PROBLEM TO SOLVE:
Looking at the entries below, state how many lines contain the word "height". Give the number alone.

(Dataset entries)
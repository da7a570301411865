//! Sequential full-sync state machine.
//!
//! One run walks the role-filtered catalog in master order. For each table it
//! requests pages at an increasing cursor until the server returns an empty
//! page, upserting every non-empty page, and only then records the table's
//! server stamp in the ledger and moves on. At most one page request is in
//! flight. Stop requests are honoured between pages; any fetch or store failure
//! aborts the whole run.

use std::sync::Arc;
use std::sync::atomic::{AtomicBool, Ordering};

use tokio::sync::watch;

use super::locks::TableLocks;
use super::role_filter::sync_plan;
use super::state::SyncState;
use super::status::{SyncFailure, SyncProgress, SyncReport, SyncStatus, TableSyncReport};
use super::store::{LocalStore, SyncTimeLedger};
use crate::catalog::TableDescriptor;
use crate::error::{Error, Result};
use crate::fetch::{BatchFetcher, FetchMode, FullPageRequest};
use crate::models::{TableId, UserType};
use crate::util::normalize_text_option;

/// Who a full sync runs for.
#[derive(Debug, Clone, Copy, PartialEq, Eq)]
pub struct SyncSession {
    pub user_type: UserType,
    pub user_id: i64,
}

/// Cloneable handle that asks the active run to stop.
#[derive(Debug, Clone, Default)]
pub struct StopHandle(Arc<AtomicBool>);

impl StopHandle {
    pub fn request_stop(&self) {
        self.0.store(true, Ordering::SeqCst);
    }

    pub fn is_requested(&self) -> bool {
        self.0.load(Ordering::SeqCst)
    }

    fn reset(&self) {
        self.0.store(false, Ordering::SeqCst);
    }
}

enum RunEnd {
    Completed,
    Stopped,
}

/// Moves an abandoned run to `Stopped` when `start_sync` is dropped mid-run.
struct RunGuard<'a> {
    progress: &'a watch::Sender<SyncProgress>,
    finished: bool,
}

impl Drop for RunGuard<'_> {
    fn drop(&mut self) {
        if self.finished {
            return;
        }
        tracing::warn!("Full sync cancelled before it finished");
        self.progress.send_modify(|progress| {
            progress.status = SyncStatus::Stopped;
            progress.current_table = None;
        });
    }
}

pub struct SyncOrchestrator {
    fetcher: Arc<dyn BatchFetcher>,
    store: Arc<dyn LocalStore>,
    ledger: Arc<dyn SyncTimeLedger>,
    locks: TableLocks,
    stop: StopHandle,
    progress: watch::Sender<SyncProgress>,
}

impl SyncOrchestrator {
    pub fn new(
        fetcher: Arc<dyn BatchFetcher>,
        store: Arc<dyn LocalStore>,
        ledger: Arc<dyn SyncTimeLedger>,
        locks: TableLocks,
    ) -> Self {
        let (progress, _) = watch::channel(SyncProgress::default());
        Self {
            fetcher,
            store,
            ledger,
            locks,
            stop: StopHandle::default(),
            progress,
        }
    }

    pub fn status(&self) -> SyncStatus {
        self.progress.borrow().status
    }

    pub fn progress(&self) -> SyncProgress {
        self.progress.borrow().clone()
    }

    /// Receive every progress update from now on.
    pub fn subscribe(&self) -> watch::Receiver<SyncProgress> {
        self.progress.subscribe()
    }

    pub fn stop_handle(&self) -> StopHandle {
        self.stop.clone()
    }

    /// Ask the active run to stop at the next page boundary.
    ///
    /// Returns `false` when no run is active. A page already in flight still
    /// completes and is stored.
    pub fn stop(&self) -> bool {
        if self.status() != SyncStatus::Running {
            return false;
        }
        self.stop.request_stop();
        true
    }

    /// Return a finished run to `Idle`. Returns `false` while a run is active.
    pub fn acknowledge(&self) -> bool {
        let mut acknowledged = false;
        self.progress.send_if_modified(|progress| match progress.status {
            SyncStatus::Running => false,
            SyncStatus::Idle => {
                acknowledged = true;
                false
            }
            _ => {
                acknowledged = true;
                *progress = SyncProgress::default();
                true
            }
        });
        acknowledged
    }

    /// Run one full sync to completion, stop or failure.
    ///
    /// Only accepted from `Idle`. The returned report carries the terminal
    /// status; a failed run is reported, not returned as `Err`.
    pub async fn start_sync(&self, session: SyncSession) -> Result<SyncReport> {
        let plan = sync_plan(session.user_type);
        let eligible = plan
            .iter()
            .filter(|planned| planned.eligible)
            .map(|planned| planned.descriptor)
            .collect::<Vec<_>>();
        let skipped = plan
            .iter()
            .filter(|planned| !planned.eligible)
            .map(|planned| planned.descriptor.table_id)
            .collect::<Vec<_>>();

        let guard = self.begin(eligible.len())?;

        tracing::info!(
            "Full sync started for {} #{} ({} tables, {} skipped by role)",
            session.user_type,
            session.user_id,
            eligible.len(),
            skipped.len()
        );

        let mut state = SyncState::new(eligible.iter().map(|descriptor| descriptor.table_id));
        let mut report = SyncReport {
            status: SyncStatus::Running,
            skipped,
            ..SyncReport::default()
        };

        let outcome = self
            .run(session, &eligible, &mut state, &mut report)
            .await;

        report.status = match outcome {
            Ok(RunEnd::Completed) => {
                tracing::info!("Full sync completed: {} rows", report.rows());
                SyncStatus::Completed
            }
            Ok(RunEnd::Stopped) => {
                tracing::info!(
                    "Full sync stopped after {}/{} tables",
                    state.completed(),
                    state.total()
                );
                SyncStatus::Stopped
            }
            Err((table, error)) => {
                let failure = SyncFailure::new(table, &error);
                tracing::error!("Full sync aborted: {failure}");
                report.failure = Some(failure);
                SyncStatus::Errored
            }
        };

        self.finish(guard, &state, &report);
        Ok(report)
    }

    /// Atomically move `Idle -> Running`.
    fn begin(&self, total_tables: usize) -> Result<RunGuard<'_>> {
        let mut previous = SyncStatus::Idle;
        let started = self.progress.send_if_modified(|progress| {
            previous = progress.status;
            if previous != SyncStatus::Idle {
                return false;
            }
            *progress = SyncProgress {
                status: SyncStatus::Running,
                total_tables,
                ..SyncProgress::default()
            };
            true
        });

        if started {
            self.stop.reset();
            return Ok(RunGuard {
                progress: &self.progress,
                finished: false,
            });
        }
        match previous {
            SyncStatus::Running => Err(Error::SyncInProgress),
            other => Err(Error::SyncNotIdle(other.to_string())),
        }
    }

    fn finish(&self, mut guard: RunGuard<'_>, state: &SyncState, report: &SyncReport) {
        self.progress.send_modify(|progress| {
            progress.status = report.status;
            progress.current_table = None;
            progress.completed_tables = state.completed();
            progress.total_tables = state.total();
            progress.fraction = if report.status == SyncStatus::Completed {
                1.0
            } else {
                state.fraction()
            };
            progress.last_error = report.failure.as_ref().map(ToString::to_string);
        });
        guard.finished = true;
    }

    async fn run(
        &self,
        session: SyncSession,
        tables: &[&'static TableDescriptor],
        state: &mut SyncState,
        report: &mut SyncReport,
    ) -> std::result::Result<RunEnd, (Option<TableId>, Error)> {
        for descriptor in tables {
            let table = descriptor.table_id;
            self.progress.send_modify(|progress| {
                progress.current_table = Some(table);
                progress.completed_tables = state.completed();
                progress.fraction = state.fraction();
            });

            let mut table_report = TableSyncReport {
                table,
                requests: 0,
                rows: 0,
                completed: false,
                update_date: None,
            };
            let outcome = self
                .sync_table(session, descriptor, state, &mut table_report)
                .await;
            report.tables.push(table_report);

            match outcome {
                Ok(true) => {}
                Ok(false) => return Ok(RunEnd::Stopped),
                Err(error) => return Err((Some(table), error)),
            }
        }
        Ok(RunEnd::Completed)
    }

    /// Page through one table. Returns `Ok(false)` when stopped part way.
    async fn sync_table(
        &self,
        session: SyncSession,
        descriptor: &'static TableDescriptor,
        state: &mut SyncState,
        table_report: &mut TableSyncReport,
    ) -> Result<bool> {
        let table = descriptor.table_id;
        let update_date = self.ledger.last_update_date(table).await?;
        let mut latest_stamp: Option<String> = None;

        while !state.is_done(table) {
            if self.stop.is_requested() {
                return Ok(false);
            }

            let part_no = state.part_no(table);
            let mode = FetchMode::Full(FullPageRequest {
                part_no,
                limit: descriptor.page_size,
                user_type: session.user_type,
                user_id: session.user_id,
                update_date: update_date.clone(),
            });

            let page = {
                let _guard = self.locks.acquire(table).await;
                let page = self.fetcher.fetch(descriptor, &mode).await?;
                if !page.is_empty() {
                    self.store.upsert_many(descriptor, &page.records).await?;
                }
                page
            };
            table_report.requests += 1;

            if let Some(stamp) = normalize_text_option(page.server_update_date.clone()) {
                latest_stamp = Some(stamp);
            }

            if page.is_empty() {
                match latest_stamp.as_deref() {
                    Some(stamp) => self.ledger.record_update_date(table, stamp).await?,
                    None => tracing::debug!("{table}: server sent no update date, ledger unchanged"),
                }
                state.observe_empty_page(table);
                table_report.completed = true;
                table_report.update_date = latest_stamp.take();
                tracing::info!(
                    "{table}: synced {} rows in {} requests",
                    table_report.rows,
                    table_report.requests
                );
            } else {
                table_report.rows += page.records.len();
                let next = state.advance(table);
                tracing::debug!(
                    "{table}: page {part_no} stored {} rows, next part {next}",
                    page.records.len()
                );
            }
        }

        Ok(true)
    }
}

* * *

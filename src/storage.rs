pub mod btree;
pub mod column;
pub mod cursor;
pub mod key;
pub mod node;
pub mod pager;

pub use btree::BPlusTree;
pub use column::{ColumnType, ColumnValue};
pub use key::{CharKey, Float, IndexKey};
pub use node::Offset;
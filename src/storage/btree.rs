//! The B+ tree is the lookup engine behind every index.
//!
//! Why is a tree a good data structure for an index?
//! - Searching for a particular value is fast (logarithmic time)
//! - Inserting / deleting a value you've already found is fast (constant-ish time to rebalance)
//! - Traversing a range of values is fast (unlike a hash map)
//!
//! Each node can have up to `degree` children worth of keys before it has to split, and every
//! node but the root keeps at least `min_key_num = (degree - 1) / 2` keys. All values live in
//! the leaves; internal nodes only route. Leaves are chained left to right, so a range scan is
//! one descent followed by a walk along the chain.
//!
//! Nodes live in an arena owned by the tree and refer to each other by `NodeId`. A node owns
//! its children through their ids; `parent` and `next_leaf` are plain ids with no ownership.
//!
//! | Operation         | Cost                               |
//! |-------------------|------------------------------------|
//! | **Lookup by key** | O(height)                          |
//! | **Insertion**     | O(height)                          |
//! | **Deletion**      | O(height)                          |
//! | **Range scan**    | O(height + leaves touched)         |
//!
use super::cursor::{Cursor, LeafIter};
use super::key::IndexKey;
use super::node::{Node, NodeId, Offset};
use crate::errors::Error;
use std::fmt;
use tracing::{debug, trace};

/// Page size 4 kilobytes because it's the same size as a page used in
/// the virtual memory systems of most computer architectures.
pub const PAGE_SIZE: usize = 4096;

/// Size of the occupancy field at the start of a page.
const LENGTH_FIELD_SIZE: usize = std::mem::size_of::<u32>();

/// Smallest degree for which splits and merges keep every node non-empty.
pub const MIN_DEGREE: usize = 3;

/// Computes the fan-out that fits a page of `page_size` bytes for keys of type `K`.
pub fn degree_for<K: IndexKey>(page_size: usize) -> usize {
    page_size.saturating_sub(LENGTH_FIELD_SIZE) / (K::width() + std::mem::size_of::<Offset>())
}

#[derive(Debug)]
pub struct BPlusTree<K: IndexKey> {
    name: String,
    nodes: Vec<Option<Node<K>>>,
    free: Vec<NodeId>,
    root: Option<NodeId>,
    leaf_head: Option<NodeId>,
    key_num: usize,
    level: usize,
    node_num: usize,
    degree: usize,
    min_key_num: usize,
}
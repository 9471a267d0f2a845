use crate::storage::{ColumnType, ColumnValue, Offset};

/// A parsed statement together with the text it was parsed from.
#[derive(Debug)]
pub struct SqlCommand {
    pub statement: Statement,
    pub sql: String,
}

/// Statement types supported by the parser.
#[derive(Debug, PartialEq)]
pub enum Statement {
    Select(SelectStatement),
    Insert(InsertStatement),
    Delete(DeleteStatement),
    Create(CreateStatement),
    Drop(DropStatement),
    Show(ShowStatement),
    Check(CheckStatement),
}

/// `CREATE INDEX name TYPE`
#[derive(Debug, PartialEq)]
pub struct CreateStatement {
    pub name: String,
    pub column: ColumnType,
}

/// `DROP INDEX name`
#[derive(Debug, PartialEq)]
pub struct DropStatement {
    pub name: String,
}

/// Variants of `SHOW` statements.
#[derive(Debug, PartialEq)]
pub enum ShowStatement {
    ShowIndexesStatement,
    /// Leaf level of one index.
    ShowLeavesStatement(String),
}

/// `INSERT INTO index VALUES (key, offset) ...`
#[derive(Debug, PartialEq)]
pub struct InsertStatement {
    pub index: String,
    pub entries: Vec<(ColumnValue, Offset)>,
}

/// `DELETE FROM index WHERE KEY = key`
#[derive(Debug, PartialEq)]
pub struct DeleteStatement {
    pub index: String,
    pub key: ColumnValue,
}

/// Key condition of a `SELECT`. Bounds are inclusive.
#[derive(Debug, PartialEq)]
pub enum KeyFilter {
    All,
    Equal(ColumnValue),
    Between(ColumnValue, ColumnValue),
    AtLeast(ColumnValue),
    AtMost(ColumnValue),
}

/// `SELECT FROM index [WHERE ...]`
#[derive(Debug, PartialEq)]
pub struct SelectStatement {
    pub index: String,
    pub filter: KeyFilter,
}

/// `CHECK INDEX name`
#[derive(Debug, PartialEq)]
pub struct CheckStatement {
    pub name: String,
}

EXERCISE RESULT:
4